Смешки прекратились, ветеран прошел вовнутрь. Молодой человек, стоявший на контроле, про билет даже не заикнулся.

 

 

Заключила в жаркие объятия

 

Несмотря на то, что знаменитая школа-интернат № 1 Уфы, где я обучался, считалась школой с физико-математическим уклоном, свое будущее я связывал с литературой, журналистикой. На скромные карманные деньги выписывал по «Книга – почтой» поэтические сборники, для одноклассников выпускал рукописный журнал, в свободное от учебы и спортивных тренировок время читал книжные новинки, учил наизусть понравившиеся стихи – для души.

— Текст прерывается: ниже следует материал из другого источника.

// SPDX-License-Identifier: MIT
// Copyright 2026 Roland Dreier <roland@rolandd.dev>

//! Admin review routes.

use crate::error::{AppError, Result};
use crate::models::{DriverProfile, TransitionRecord};
use crate::services::oidc::AuthUser;
use crate::AppState;
use axum::{
    body::Bytes,
    extract::{Path, State},
    routing::{get, post},
    Extension, Json, Router,
};
use serde::Deserialize;
use std::sync::Arc;

/// Admin routes. Auth and the admin check are applied in routes/mod.rs.
pub fn routes() -> Router<Arc<AppState>> {
    Router::new()
        .route("/api/admin/drivers", get(list_drivers))
        .route("/api/admin/drivers/{id}/history", get(driver_history))
        .route("/api/admin/drivers/{id}/approve", post(approve_driver))
        .route("/api/admin/drivers/{id}/reject", post(reject_driver))
}

async fn list_drivers(State(state): State<Arc<AppState>>) -> Result<Json<Vec<DriverProfile>>> {
    Ok(Json(state.drivers.list().await?))
}

async fn driver_history(
    State(state): State<Arc<AppState>>,
    Path(id): Path<String>,
) -> Result<Json<Vec<TransitionRecord>>> {
    // 404 for unknown ids rather than an empty list
    state.drivers.get(&id).await?;
    Ok(Json(state.drivers.history(&id).await?))
}

async fn approve_driver(
    State(state): State<Arc<AppState>>,
    Extension(admin): Extension<AuthUser>,
    Path(id): Path<String>,
) -> Result<Json<DriverProfile>> {
    let profile = state.drivers.approve(&id, &admin.email).await?;
    tracing::info!(profile_id = %id, admin = %admin.email, "Driver approved");
    Ok(Json(profile))
}

#[derive(Debug, Default, Deserialize)]
struct RejectRequest {
    #[serde(default)]
    reason: Option<String>,
}

async fn reject_driver(
    State(state): State<Arc<AppState>>,
    Extension(admin): Extension<AuthUser>,
    Path(id): Path<String>,
    body: Bytes,
) -> Result<Json<DriverProfile>> {
    // The body is optional; an empty POST rejects without a reason.
    let request: RejectRequest = if body.is_empty() {
        RejectRequest::default()
    } else {
        serde_json::from_slice(&body)
            .map_err(|e| AppError::BadRequest(format!("Invalid JSON body: {e}")))?
    };
    let reason = request
        .reason
        .map(|r| r.trim().to_string())
        .filter(|r| !r.is_empty());
    let profile = state.drivers.reject(&id, &admin.email, reason).await?;
    tracing::info!(profile_id = %id, admin = %admin.email, "Driver rejected");
    Ok(Json(profile))
}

В выпускном классе в школу для прохождения педагогической практики пришли студентки четвертого курса филфака Башгосуниверситета. Кстати, на зависть ребятам из других параллельных классов наша практикантка была весьма и весьма симпатичной особой. На уроках русского языка и литературы, подозреваю, наши практикантки были несколько ошарашены «глубиной» и «широтой» познаний ребятишек из отдаленных сел и деревень башкирской глубинки по преподаваемому ими предмету.

Скажу без ложной скромности, отчасти сгладить нашей временной учительнице не самые лучшие впечатления о нашем 10 «Е» классе, наверное, помогло мое активное участие в ее преподавательской деятельности. Я превзошел самого себя – специально выучил не включенные в школьную программу стихи Блока, написал почти эссе по другому писателю, агитировал одноклассников активнее включаться в учебный процесс. Короче, оживлял уроки как мог, не давая ей разочаровываться в избранной профессии, как мне тогда представлялось.

В свои неполные шестнадцать лет был в нее даже чуть влюблен. Вершиной наших отношений стало приглашение ею меня на круг вальса, когда в спортзале отмечали наступающий Новый год.

Следующая встреча случилась в октябре, когда мы, измученные колхозными работами первокурсники, пришли в аудитории филфака Башгосуниверситета. Встретив меня на перемене, наша бывшая практикантка, а ныне первая факультетская красавица-пятикурсница радостно взвизгнула и, заключив в свои объятия, жарко поцеловала. Снующие по коридору студентки с любопытством разглядывали меня, а присутствующая при этом не очень многочисленная (филфак ведь!) мужская половина студентов впала в грустную задумчивость. Видимо, все задавались вопросом: что же из себя представляет этот долговязый субтильный персонаж, которого удостоила своим вниманием такая красотка? На расспросы ребят из своей группы, трое из которых проучились в педагогических училищах, прошли армейскую службу, небрежно отвечал: «Да, встречались когда-то. В молодости».

Женщинам природой дано многое – одним взглядом, словом или жестом могут и принизить до уровня плинтуса, и вознести до облаков. Именно за это мы на них и злимся, и добиваемся их, и любим.